• [GOAL OF THE EXERCISE]
Reproduce, from the lines below, exactly the stretch that begins at the line containing "filename apps/api/src/error.rs" and ends at the line containing "#[derive(Debug)]", both included.
§ §
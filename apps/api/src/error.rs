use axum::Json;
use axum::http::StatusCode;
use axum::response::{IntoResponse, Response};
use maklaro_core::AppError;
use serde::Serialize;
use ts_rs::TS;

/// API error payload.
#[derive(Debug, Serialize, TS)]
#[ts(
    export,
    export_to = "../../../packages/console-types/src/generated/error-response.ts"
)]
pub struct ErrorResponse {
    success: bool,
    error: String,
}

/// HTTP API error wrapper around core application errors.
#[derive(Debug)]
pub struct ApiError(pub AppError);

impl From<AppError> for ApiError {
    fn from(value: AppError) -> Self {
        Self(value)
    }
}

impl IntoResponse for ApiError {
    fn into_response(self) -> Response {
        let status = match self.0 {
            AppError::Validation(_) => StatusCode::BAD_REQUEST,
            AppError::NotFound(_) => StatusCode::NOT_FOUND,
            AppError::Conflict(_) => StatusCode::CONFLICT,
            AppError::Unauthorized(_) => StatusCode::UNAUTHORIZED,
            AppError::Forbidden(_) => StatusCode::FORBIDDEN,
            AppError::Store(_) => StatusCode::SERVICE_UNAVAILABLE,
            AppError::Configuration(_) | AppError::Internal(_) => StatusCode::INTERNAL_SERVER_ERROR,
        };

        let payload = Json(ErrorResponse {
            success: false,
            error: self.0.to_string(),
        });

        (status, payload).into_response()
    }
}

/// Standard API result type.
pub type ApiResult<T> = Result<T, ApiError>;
§ §
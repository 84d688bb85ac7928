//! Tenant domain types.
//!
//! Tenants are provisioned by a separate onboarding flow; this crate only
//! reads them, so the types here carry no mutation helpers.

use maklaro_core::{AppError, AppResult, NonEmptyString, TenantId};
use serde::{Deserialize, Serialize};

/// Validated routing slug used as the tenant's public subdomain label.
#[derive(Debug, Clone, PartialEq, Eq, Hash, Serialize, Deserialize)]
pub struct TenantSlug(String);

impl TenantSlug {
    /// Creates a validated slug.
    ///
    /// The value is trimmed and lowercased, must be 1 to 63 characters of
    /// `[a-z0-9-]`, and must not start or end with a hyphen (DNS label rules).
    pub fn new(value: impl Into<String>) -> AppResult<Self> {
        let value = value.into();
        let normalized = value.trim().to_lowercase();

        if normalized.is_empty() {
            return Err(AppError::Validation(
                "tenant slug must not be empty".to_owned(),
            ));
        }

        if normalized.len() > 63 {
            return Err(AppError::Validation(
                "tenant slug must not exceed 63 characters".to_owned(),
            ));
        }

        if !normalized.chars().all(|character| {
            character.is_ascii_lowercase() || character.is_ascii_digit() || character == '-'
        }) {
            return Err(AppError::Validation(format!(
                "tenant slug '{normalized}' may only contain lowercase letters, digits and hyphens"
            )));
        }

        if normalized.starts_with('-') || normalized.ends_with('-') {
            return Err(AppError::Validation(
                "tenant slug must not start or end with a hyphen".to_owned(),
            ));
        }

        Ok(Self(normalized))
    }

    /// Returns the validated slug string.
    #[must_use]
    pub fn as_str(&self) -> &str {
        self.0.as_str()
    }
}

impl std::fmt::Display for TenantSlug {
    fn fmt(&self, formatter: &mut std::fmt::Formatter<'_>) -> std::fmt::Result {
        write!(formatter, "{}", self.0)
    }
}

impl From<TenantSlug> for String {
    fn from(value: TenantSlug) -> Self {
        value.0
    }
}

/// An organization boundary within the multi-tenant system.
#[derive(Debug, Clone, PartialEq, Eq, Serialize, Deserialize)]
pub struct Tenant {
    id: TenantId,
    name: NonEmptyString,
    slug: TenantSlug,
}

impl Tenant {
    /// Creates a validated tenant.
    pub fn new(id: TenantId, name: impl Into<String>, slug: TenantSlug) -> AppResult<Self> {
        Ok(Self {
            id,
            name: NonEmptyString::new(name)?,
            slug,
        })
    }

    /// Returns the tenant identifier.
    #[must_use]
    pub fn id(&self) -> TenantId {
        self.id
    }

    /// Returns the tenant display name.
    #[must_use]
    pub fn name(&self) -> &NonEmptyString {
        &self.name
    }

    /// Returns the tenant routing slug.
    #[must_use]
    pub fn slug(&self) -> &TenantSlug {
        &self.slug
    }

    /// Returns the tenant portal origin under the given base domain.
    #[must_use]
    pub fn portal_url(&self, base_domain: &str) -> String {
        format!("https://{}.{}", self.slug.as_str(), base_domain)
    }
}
§ §
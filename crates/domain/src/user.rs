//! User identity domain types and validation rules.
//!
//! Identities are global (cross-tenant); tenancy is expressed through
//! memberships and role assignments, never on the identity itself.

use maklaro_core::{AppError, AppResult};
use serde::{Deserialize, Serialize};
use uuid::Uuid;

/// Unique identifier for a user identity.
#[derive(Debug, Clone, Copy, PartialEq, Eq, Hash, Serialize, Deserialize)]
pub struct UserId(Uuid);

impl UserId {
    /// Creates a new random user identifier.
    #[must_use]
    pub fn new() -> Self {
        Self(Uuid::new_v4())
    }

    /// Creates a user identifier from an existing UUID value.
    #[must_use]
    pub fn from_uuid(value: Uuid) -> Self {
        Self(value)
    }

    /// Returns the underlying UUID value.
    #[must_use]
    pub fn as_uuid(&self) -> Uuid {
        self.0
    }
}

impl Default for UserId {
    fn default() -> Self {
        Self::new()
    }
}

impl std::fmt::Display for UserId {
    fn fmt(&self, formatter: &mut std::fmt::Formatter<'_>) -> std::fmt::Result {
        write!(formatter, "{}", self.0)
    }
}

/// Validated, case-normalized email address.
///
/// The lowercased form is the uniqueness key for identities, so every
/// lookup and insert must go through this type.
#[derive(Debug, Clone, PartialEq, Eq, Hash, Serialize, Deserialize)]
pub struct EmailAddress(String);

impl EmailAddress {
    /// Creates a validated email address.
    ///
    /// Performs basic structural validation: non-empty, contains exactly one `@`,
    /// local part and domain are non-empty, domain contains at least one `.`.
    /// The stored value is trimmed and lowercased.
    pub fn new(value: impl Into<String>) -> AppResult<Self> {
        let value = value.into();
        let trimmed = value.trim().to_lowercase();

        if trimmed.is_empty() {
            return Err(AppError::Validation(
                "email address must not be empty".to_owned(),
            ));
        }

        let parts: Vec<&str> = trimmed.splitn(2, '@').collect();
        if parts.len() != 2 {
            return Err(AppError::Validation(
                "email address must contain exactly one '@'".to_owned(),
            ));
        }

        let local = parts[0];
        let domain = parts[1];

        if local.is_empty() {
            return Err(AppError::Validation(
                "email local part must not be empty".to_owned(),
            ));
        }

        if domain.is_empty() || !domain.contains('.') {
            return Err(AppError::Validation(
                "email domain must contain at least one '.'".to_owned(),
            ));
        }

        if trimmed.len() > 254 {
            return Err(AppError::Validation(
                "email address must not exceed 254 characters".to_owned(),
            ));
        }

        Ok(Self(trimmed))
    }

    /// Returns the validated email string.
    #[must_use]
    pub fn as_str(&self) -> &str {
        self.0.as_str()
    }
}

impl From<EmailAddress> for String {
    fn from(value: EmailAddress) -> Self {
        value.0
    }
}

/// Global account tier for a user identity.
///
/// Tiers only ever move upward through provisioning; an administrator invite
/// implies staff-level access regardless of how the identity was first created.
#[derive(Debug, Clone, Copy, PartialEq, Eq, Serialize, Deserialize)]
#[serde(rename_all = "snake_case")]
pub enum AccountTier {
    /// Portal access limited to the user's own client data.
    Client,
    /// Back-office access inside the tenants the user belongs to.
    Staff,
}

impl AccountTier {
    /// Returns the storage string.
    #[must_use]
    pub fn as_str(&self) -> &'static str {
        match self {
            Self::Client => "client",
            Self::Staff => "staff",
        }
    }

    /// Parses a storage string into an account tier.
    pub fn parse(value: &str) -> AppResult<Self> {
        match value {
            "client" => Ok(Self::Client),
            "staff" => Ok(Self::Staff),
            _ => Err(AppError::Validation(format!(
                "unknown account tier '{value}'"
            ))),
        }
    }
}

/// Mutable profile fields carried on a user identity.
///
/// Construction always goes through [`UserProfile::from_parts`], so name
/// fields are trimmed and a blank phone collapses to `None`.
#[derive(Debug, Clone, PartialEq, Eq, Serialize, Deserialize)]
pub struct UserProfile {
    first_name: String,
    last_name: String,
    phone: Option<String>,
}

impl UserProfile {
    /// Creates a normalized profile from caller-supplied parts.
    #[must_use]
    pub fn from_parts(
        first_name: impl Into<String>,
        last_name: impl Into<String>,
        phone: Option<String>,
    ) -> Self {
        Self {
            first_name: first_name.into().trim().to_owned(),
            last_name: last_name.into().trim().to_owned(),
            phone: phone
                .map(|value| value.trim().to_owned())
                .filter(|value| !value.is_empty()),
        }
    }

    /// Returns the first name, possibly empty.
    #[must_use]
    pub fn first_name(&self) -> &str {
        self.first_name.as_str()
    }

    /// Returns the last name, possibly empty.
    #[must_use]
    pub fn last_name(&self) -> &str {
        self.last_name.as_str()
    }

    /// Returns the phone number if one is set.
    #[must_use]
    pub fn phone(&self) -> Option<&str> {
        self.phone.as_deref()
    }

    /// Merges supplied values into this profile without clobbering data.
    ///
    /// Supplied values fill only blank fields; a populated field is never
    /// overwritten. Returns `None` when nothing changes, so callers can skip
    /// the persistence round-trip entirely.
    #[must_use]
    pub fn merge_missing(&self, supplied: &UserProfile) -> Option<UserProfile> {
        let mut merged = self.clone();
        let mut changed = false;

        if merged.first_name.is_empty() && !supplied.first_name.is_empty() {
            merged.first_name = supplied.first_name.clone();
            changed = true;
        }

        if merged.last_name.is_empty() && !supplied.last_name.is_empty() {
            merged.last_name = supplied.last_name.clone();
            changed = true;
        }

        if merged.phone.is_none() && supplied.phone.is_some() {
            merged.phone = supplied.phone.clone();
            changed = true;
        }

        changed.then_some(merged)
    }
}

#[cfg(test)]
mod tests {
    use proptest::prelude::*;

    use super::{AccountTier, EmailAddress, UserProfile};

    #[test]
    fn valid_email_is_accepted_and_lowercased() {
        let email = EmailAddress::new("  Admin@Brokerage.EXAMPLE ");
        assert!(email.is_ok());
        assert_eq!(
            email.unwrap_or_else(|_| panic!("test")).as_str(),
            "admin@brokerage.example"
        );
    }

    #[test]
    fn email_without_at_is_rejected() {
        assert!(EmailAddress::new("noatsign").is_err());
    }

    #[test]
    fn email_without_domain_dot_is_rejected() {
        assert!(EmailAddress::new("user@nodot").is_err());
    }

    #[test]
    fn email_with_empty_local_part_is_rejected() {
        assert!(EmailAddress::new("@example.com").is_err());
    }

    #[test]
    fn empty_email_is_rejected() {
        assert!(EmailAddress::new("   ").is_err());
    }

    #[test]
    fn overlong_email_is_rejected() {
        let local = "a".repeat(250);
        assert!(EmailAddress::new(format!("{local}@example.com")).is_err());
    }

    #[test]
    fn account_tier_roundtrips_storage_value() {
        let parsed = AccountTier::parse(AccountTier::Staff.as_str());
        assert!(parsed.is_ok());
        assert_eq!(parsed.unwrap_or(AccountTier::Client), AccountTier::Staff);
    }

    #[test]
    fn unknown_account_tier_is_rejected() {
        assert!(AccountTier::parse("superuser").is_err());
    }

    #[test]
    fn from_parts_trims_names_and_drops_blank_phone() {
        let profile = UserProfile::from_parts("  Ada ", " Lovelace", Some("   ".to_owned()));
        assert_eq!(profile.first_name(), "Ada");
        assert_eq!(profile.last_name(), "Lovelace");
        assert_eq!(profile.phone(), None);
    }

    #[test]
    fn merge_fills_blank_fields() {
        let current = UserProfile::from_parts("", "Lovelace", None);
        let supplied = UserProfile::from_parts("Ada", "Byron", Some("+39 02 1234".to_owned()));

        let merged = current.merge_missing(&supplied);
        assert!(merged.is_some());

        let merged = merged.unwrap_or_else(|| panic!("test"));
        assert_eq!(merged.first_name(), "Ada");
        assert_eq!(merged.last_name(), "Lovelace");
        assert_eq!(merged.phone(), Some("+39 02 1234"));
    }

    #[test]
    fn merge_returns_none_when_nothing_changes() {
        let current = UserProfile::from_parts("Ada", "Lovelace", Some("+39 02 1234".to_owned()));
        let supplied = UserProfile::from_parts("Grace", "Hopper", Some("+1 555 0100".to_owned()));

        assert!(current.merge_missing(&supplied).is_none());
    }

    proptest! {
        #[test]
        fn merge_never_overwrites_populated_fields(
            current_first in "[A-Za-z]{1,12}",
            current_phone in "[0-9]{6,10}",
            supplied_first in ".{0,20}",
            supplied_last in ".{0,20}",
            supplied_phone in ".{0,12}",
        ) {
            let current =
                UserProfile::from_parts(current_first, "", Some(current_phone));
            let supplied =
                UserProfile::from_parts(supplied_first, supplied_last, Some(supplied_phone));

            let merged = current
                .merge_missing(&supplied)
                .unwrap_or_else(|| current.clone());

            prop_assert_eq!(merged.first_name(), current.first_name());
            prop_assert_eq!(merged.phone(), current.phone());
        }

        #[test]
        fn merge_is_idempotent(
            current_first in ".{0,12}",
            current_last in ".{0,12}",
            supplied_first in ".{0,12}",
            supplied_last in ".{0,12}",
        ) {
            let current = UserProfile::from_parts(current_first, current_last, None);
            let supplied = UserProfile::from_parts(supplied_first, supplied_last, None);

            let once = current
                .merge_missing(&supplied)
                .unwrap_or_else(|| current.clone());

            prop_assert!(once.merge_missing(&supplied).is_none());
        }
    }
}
§ §
• [TASK RESULT]
filename apps/api/src/error.rs
use axum::Json;
use axum::http::StatusCode;
use axum::response::{IntoResponse, Response};
use maklaro_core::AppError;
use serde::Serialize;
use ts_rs::TS;

/// API error payload.
#[derive(Debug, Serialize, TS)]
#[ts(
    export,
    export_to = "../../../packages/console-types/src/generated/error-response.ts"
)]
pub struct ErrorResponse {
    success: bool,
    error: String,
}

/// HTTP API error wrapper around core application errors.
#[derive(Debug)]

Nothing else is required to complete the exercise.